Song Meaning
The lyrics paint a picture of a person grappling with the consequences of their actions and the lingering impact of past relationships. The opening lines, "Good and bad, it goes around / We make our luck, we lay it out," establish a sense of fatalism mixed with personal agency, suggesting that life's outcomes are a blend of external forces and choices made. This sets a tone of introspection, hinting at a struggle to reconcile past decisions with present instability, even acknowledging parental efforts: "You gave us everything you had / Still we are all unstable 'til the end."
The central tension arises from a profound sense of personal failure and the inability to escape its repercussions, particularly after a significant relationship ended. The narrator admits, "I've been falling since you're gone," and grapples with a moral ambiguity where "There is no right or wrong." This feeling of being adrift is amplified by the recurring, almost accusatory refrain: "Oh, don't you get you can't run from what you forget?" It suggests that buried memories or unacknowledged truths are the true source of their current distress.
The most striking lyrical device is the stark contrast between the narrator's self-perception and the impact of another person's gaze.
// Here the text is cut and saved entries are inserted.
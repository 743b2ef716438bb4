//! Reading statement inputs into per-page text.

use std::fs;
use std::path::Path;

use base64::{engine::general_purpose, Engine as _};
use tracing::{debug, warn};

use kaspi_core::models::config::KaspiConfig;
use kaspi_core::pdf::{PdfExtractor, PdfProcessor};

/// Page separator in pre-extracted text files.
pub const PAGE_BREAK: char = '\x0c';

/// Extensions accepted by `process` and `batch`.
pub const SUPPORTED_EXTENSIONS: &[&str] = &["pdf", "txt"];

/// Read an input file into page texts.
///
/// With `base64` set the file holds a base64-encoded PDF.
pub fn load_pages(path: &Path, base64: bool, config: &KaspiConfig) -> anyhow::Result<Vec<String>> {
    if !path.exists() {
        anyhow::bail!("Input file not found: {}", path.display());
    }

    if base64 {
        let encoded = fs::read_to_string(path)?;
        let data = decode_payload(&encoded)?;
        return pdf_pages(&data, config);
    }

    let extension = extension(path);
    match extension.as_str() {
        "pdf" => pdf_pages(&fs::read(path)?, config),
        "txt" => {
            let bytes = fs::read(path)?;
            let text = String::from_utf8(bytes)
                .map_err(|e| anyhow::anyhow!("{} is not valid UTF-8: {}", path.display(), e))?;
            Ok(text_pages(&text))
        }
        _ => anyhow::bail!("Unsupported file format: {}", extension),
    }
}

/// Lowercased file extension, empty if none.
pub fn extension(path: &Path) -> String {
    path.extension()
        .and_then(|e| e.to_str())
        .unwrap_or("")
        .to_lowercase()
}

/// Decode a base64 PDF payload, tolerating a `data:` URL prefix and line breaks.
pub fn decode_payload(encoded: &str) -> anyhow::Result<Vec<u8>> {
    let payload = match encoded.find("base64,") {
        Some(pos) => &encoded[pos + "base64,".len()..],
        None => encoded,
    };
    let compact: String = payload.chars().filter(|c| !c.is_whitespace()).collect();

    general_purpose::STANDARD
        .decode(compact)
        .map_err(|e| anyhow::anyhow!("Invalid base64 payload: {}", e))
}

/// Split pre-extracted text on form feeds.
pub fn text_pages(text: &str) -> Vec<String> {
    text.split(PAGE_BREAK).map(str::to_string).collect()
}

fn pdf_pages(data: &[u8], config: &KaspiConfig) -> anyhow::Result<Vec<String>> {
    let mut extractor = PdfExtractor::new().with_max_pages(config.pdf.max_pages);
    extractor.load(data)?;
    debug!("PDF has {} pages", extractor.page_count());

    let content = extractor.extract_all()?;
    if !content.has_text_layer(config.pdf.min_text_length) {
        warn!(
            "PDF text layer is shorter than {} characters; scanned statements are not supported",
            config.pdf.min_text_length
        );
    }

    Ok(content.texts())
}

#[cfg(test)]
mod tests {
    use super::*;
    use pretty_assertions::assert_eq;

    #[test]
    fn test_text_pages() {
        assert_eq!(text_pages("one\x0ctwo"), vec!["one", "two"]);
        assert_eq!(text_pages("single"), vec!["single"]);
    }

    #[test]
    fn test_decode_payload() {
        let encoded = general_purpose::STANDARD.encode(b"%PDF-1.4 body");
        assert_eq!(decode_payload(&encoded).unwrap(), b"%PDF-1.4 body");

        let wrapped = format!("data:application/pdf;base64,{}\n", encoded);
        assert_eq!(decode_payload(&wrapped).unwrap(), b"%PDF-1.4 body");

        assert!(decode_payload("not base64!").is_err());
    }

    #[test]
    fn test_extension() {
        assert_eq!(extension(Path::new("a/Statement.PDF")), "pdf");
        assert_eq!(extension(Path::new("noext")), "");
    }
}
//! Batch processing command for multiple statements.

use std::fs;
use std::path::{Path, PathBuf};
use std::time::Instant;

use clap::Args;
use console::style;
use glob::glob;
use indicatif::{ProgressBar, ProgressStyle};
use tracing::{debug, error, warn};

use kaspi_core::models::config::KaspiConfig;
use kaspi_core::{StatementParser, StatementRecord};

use super::export::{csv_header, format_statement, write_rows, OutputFormat};
use super::input::{extension, load_pages, SUPPORTED_EXTENSIONS};
use super::load_config;

/// Arguments for the batch command.
#[derive(Args)]
pub struct BatchArgs {
    /// Glob pattern for input files
    #[arg(required = true)]
    input: String,

    /// Output directory
    #[arg(short, long)]
    output_dir: Option<PathBuf>,

    /// Output format for each file
    #[arg(short, long, value_enum, default_value = "json")]
    format: OutputFormat,

    /// Also write one flattened CSV across all statements
    #[arg(long)]
    summary: bool,

    /// Continue on error
    #[arg(long)]
    continue_on_error: bool,
}

/// Result of processing a single file.
struct ProcessResult {
    path: PathBuf,
    record: Option<StatementRecord>,
    error: Option<String>,
}

pub async fn run(args: BatchArgs, config_path: Option<&str>) -> anyhow::Result<()> {
    let start = Instant::now();
    let config = load_config(config_path)?;

    let files: Vec<PathBuf> = glob(&args.input)?
        .filter_map(|r| r.ok())
        .filter(|p| SUPPORTED_EXTENSIONS.contains(&extension(p).as_str()))
        .collect();

    if files.is_empty() {
        anyhow::bail!("No matching files found for pattern: {}", args.input);
    }

    eprintln!(
        "{} Found {} files to process",
        style("ℹ").blue(),
        files.len()
    );

    if let Some(ref output_dir) = args.output_dir {
        fs::create_dir_all(output_dir)?;
    }

    let overall_pb = ProgressBar::new(files.len() as u64);
    overall_pb.set_style(
        ProgressStyle::default_bar()
            .template("{spinner:.green} [{elapsed_precise}] [{bar:40.cyan/blue}] {pos}/{len} files")?
            .progress_chars("=>-"),
    );

    let parser = StatementParser::from_config(&config.extraction);
    let mut results = Vec::with_capacity(files.len());

    for path in files {
        let file_start = Instant::now();
        let result = process_single_file(&path, &parser, &config);
        debug!("{} took {:?}", path.display(), file_start.elapsed());

        match result {
            Ok(record) => results.push(ProcessResult {
                path,
                record: Some(record),
                error: None,
            }),
            Err(e) => {
                let error_msg = e.to_string();
                if args.continue_on_error {
                    warn!("Failed to process {}: {}", path.display(), error_msg);
                    results.push(ProcessResult {
                        path,
                        record: None,
                        error: Some(error_msg),
                    });
                } else {
                    error!("Failed to process {}: {}", path.display(), error_msg);
                    anyhow::bail!("Processing failed for {}: {}", path.display(), error_msg);
                }
            }
        }

        overall_pb.inc(1);
    }

    overall_pb.finish_and_clear();

    let successful: Vec<_> = results.iter().filter(|r| r.record.is_some()).collect();
    let failed: Vec<_> = results.iter().filter(|r| r.error.is_some()).collect();

    if let Some(output_dir) = &args.output_dir {
        for result in &successful {
            let Some(record) = &result.record else { continue };
            let output_name = result
                .path
                .file_stem()
                .and_then(|s| s.to_str())
                .unwrap_or("statement");
            let output_path =
                output_dir.join(format!("{}.{}", output_name, args.format.extension()));

            fs::write(&output_path, format_statement(record, args.format)?)?;
            debug!("Wrote output to {}", output_path.display());
        }
    }

    if args.summary {
        let summary_path = args
            .output_dir
            .as_ref()
            .map(|d| d.join("summary.csv"))
            .unwrap_or_else(|| PathBuf::from("summary.csv"));

        write_summary(&summary_path, &results)?;
        eprintln!(
            "{} Summary written to {}",
            style("✓").green(),
            summary_path.display()
        );
    }

    eprintln!();
    eprintln!(
        "{} Processed {} files in {:?}",
        style("✓").green(),
        results.len(),
        start.elapsed()
    );
    eprintln!(
        "   {} successful, {} failed",
        style(successful.len()).green(),
        style(failed.len()).red()
    );

    if !failed.is_empty() {
        eprintln!();
        eprintln!("{}", style("Failed files:").red());
        for result in &failed {
            eprintln!(
                "  - {}: {}",
                result.path.display(),
                result.error.as_deref().unwrap_or("unknown error")
            );
        }
    }

    Ok(())
}

fn process_single_file(
    path: &Path,
    parser: &StatementParser,
    config: &KaspiConfig,
) -> anyhow::Result<StatementRecord> {
    let pages = load_pages(path, false, config)?;
    if pages.iter().all(|p| p.trim().is_empty()) {
        anyhow::bail!("No text extracted from {}", path.display());
    }
    Ok(parser.parse_pages(&pages)?)
}

fn write_summary(path: &Path, results: &[ProcessResult]) -> anyhow::Result<()> {
    let mut wtr = csv::Writer::from_path(path)?;
    let mut header = csv_header(&["filename", "status"]);
    header.push("error".to_string());
    wtr.write_record(&header)?;

    for result in results {
        let filename = result
            .path
            .file_name()
            .and_then(|s| s.to_str())
            .unwrap_or("");

        match &result.record {
            Some(record) => write_rows(&mut wtr, &[filename, "success"], record, &[""])?,
            None => {
                let mut row = vec![String::new(); header.len()];
                row[0] = filename.to_string();
                row[1] = "error".to_string();
                if let Some(last) = row.last_mut() {
                    *last = result.error.clone().unwrap_or_default();
                }
                wtr.write_record(&row)?;
            }
        }
    }

    wtr.flush()?;
    Ok(())
}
The narrator confesses, "I'm the one who has told lies," yet immediately pivots to the power of the other's "ochre eyes," which are described with violent imagery: "Cut me open with your razor / So you could sew me up again." This suggests a complex dynamic of hurt and dependency, where the narrator is willing to endure pain for the sake of a fractured connection, highlighting a self-destructive pattern tied to this past figure.
Ultimately, the effectiveness of these lyrics lies in their raw portrayal of internal conflict and the inescapable nature of one's own history. The repeated plea to "get yourself together" underscores the narrator's awareness of their fractured state, while the insistent question about forgetting implies that true healing requires confronting, not evading, the past. The song captures that disorienting feeling when the weight of what's been suppressed finally demands attention, leaving the narrator in a state of perpetual falling.